[Stored data entries]
* * *

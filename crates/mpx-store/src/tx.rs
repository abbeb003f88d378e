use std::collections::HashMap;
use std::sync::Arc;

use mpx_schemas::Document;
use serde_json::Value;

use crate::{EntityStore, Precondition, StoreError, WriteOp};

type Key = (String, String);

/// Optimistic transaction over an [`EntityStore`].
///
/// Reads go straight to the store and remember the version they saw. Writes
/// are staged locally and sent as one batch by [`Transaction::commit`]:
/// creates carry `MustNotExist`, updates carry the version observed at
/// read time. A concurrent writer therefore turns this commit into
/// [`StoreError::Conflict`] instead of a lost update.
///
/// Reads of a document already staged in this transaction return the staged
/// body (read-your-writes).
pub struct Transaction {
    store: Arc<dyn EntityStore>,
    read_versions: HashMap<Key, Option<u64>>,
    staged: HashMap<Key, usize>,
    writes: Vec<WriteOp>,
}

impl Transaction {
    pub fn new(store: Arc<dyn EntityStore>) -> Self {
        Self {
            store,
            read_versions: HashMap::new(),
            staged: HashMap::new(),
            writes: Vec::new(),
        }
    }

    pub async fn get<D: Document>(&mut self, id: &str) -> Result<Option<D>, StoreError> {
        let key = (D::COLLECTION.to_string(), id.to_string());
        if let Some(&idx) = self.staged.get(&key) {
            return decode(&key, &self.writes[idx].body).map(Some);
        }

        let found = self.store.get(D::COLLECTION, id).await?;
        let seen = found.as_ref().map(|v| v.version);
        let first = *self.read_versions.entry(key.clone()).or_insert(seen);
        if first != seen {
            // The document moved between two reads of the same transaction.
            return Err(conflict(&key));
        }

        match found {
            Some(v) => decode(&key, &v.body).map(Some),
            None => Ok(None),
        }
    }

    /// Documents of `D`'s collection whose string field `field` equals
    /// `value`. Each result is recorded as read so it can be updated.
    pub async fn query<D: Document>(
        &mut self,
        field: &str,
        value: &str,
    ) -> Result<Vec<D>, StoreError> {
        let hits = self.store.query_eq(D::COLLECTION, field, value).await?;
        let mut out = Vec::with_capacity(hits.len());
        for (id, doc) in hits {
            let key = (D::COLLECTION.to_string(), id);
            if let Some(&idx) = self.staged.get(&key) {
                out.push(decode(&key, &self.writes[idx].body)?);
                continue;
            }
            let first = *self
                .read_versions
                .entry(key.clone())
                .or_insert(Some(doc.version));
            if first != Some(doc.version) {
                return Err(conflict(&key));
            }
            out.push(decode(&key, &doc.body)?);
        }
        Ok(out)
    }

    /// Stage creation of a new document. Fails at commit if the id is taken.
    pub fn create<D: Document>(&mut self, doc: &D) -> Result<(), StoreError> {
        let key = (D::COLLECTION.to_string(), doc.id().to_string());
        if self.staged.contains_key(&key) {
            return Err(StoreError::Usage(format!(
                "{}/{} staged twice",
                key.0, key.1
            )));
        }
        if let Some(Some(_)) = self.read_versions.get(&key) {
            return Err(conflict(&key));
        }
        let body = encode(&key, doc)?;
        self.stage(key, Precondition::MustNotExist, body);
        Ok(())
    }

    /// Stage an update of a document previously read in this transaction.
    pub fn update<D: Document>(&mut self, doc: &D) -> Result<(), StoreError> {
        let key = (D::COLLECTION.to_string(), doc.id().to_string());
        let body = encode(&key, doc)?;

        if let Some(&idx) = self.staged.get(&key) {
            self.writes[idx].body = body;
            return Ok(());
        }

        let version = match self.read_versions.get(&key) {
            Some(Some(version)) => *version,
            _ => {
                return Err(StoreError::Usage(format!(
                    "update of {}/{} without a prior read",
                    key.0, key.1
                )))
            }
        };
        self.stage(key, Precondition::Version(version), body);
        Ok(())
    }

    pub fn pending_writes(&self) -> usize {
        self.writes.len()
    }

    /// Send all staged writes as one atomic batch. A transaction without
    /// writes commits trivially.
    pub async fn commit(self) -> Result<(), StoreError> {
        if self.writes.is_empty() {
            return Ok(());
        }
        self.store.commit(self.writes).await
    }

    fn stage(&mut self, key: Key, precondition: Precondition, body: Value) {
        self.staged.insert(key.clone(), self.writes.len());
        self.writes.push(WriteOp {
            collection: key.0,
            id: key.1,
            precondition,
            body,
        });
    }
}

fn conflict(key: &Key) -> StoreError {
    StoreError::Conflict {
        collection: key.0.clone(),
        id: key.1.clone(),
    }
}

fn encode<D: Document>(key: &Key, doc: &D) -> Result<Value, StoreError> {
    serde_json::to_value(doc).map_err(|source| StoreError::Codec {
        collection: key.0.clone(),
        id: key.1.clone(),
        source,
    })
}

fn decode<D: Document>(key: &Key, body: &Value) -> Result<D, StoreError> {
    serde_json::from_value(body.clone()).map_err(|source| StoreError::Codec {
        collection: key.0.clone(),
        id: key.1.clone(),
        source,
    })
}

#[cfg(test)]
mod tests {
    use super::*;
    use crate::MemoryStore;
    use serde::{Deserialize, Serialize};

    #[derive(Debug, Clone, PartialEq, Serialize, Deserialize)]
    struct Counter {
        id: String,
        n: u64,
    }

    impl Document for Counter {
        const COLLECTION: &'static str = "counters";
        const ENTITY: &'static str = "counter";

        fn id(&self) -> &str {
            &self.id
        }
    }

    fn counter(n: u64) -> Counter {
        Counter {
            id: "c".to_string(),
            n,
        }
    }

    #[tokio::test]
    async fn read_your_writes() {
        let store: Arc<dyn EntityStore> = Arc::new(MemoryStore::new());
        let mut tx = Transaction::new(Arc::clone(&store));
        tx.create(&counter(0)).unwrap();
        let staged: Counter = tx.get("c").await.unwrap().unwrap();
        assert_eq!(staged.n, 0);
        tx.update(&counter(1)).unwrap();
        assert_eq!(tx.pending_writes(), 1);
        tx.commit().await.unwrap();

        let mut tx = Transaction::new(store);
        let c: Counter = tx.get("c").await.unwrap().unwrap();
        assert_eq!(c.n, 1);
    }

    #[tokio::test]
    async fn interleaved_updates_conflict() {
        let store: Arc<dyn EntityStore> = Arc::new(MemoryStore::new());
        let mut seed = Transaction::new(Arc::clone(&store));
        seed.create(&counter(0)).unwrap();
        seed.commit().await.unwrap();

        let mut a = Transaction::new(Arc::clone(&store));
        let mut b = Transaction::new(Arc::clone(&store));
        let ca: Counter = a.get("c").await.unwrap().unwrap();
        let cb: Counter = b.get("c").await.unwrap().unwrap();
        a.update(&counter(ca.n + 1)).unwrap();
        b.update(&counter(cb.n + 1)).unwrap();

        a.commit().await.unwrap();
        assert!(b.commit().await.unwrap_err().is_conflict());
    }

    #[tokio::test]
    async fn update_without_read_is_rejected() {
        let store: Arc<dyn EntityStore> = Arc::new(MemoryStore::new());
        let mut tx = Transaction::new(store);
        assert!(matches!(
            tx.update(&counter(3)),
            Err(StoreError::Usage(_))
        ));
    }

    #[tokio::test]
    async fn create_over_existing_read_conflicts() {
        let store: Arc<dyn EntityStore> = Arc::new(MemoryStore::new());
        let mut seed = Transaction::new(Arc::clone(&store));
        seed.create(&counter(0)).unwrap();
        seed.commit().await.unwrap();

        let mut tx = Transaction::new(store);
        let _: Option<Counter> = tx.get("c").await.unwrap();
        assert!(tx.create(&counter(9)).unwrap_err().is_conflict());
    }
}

* * *

** Your assignment **
Copy out the lines above with "WriteOp" in them.

** Exercise solution **
use crate::{EntityStore, Precondition, StoreError, WriteOp};
    writes: Vec<WriteOp>,
        self.writes.push(WriteOp {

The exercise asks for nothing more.